Тем временем мы дошли до столовой. В порядке исключения давали оленину вместо рыбы; так, в Великий пост, да еще в пятницу, мы снова отведали мяса, но такую сухую оленину, жесткую, как деревяшка, можно есть и в Страстную пятницу.
Вернувшись в барак, я прочел текст вечерни по восточному обряду, единственное богослужение, которое целиком помнил наизусть. Потом поговорил с друзьями, а позднее мне сказали, что на небе северное сияние. Я вышел и минут десять смотрел на небо; в ту зиму северное сияние было уже в четвертый или в пятый раз, а я все любовался и любовался.
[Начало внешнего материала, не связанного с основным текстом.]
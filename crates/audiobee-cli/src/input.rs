//! Loading render options and expression sources from disk.

use std::path::{Path, PathBuf};

use audiobee_spec::AudioBeeOptions;
use thiserror::Error;

/// Errors that can occur while loading inputs.
#[derive(Debug, Error)]
pub enum InputError {
    /// A file could not be read.
    #[error("failed to read '{path}': {source}")]
    FileRead {
        /// Path that failed.
        path: PathBuf,
        /// Underlying I/O error.
        #[source]
        source: std::io::Error,
    },

    /// The options file is not valid options JSON.
    #[error("invalid options JSON in '{path}': {message}")]
    JsonParse {
        /// Options file path.
        path: PathBuf,
        /// Parser message, including line and column.
        message: String,
    },

    /// Neither an inline source nor a source file was given.
    #[error("no expression source given (use --source or --source-file)")]
    MissingSource,

    /// The expression source is empty.
    #[error("expression source is empty")]
    EmptySource,
}

/// Options loaded from a file, with the hash of the file content.
#[derive(Debug)]
pub struct LoadedOptions {
    /// Parsed options.
    pub options: AudioBeeOptions,
    /// BLAKE3 hash of the options file (hex string).
    pub source_hash: String,
}

/// Reads and parses an options JSON file.
pub fn load_options(path: &Path) -> Result<LoadedOptions, InputError> {
    let content = std::fs::read_to_string(path).map_err(|source| InputError::FileRead {
        path: path.to_path_buf(),
        source,
    })?;
    let source_hash = blake3::hash(content.as_bytes()).to_hex().to_string();
    let options = AudioBeeOptions::from_json(&content).map_err(|e| InputError::JsonParse {
        path: path.to_path_buf(),
        message: e.to_string(),
    })?;

    Ok(LoadedOptions {
        options,
        source_hash,
    })
}

/// Resolves the expression source from an inline string or a file.
///
/// An inline source takes precedence. Surrounding whitespace is trimmed.
pub fn load_source(inline: Option<&str>, file: Option<&Path>) -> Result<String, InputError> {
    let source = match (inline, file) {
        (Some(source), _) => source.to_string(),
        (None, Some(path)) => {
            std::fs::read_to_string(path).map_err(|source| InputError::FileRead {
                path: path.to_path_buf(),
                source,
            })?
        }
        (None, None) => return Err(InputError::MissingSource),
    };

    let trimmed = source.trim();
    if trimmed.is_empty() {
        return Err(InputError::EmptySource);
    }
    Ok(trimmed.to_string())
}
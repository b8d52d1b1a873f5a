//! The evaluator seam used by the renderer.

use crate::context::Context;
use crate::error::ExprResult;
use crate::program::Program;

/// Fills an output buffer by evaluating a source expression against a context.
///
/// Implementations must be shareable across the renderer's worker threads.
pub trait Evaluate: Send + Sync {
    /// Writes one value per sample index into `output`.
    ///
    /// On error `output` may have been partially written.
    fn evaluate(&self, source: &str, output: &mut [f64], context: &Context) -> ExprResult<()>;
}

/// Default evaluator: compiles the expression for each call and runs it.
#[derive(Debug, Clone, Copy, Default)]
pub struct ExpressionEvaluator;

impl ExpressionEvaluator {
    /// Creates a new evaluator.
    pub fn new() -> Self {
        Self
    }
}

impl Evaluate for ExpressionEvaluator {
    fn evaluate(&self, source: &str, output: &mut [f64], context: &Context) -> ExprResult<()> {
        Program::compile(source, context, output.len())?.run(output)
    }
}
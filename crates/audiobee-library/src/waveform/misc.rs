//! Miscellaneous bounded shapes built from square-root, hyperbolic and tangent
//! transforms of the centered phase.

use std::f64::consts::{FRAC_PI_2, PI, TAU};

use super::centered;

/// Largest centered phase at which [`tang`] still evaluates `tan`; the pole sits at 0.5.
const TANG_POLE_GUARD: f64 = 0.499;

/// Clamps `x` to `[low, high]`.
///
/// Unlike [`f64::clamp`] this never panics when `low > high`; `low` wins in that case.
pub fn clip(x: f64, low: f64, high: f64) -> f64 {
    if x < low {
        return low;
    }
    if x > high {
        return high;
    }
    x
}

/// Odd cubic approximation of a sine, `3 sqrt(3) (x - 4x^3)`.
///
/// Peaks at exactly +-1 and is C1-continuous across cycle boundaries.
pub fn cub(phase: f64) -> f64 {
    let x = centered(phase);
    3.0 * 3f64.sqrt() * (x - 4.0 * x * x * x)
}

/// Two half-ellipses glued back to back, antisymmetric around phase 0.
pub fn twine(phase: f64) -> f64 {
    let x = centered(phase);
    4.0 * x * (1.0 - 4.0 * x * x).sqrt()
}

/// Upper half circle in [0, 1] (carries a DC offset).
pub fn half_circle_dc(phase: f64) -> f64 {
    let x = centered(phase);
    (1.0 - 4.0 * x * x).sqrt()
}

/// Half circle shifted and scaled to have zero mean.
pub fn half_circle(phase: f64) -> f64 {
    let x = centered(phase);
    (1.621_138_938_277_404_4 - 6.484_555_753_109_618 * x * x).sqrt() - 1.0
}

/// Tangent squashed by `tanh`, with the linear ramp removed.
///
/// Near the pole of `tan` the shape is continued linearly instead.
pub fn tang(phase: f64) -> f64 {
    let x = centered(phase);
    if x.abs() < TANG_POLE_GUARD {
        ((PI * phase).tan().tanh() - 2.0 * x) * 3.568_650_257_703_740_4
    } else {
        7.137_300_515_407_481 * (0.5 - phase + phase.floor())
    }
}

/// Pinched triangle: flat shoulders and sharp turning points.
pub fn pinch(phase: f64) -> f64 {
    let x = centered(phase);
    (0.99 - 1.98 * (x + x).abs()).atanh().atan() * 0.826_759_351_531_941_6
}

/// Periodic tooth with adjustable `tension` (default 1).
pub fn tooth(phase: f64, tension: f64) -> f64 {
    (tension * (PI * phase).tan().powi(2)).tanh() * 2.0 - 1.0
}

/// Triangle-like shape saturated through `tanh(tension * tan(..))`.
pub fn tri(phase: f64, tension: f64) -> f64 {
    let x = centered(phase);
    (tension.abs() * (TAU * x.abs() - FRAC_PI_2).tan()).tanh()
}
//! AudioBee CLI library.
//!
//! Input loading and the command implementations behind the `audiobee` binary.

pub mod commands;
pub mod input;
Прочитав вместе с отцом Иосифом молитвы Розария и помолившись, я мгновенно уснул. Через несколько часов я проснулся от того, что ко мне кто-то привалился, — это был отец Иосиф, которого бесцеремонно подвинул вор, роясь в его вещах. Отец Иосиф пыхтел, но молчал; потом он пояснил, что заметил у негодяя нож.
Этот вор жил под нашими нарами. Видя, что оскорбляют собрата, я не мог смолчать — в ту минуту я не подумал об опасности, мне и терять-то было почти нечего. «Мы из одного барака! Ты что своих грабишь? — закричал я и позвал на помощь. — Эй, друзья, помогите, гоните наглеца! Дневальный, зови охрану!» Народ проснулся; из своей каморки высунулся староста (не тот, что забрал мои носки себе на шапку, но вроде него). Он прогнал вора на место, тот зашипел на меня из-под нар, потом опять вылез и плюнул в меня.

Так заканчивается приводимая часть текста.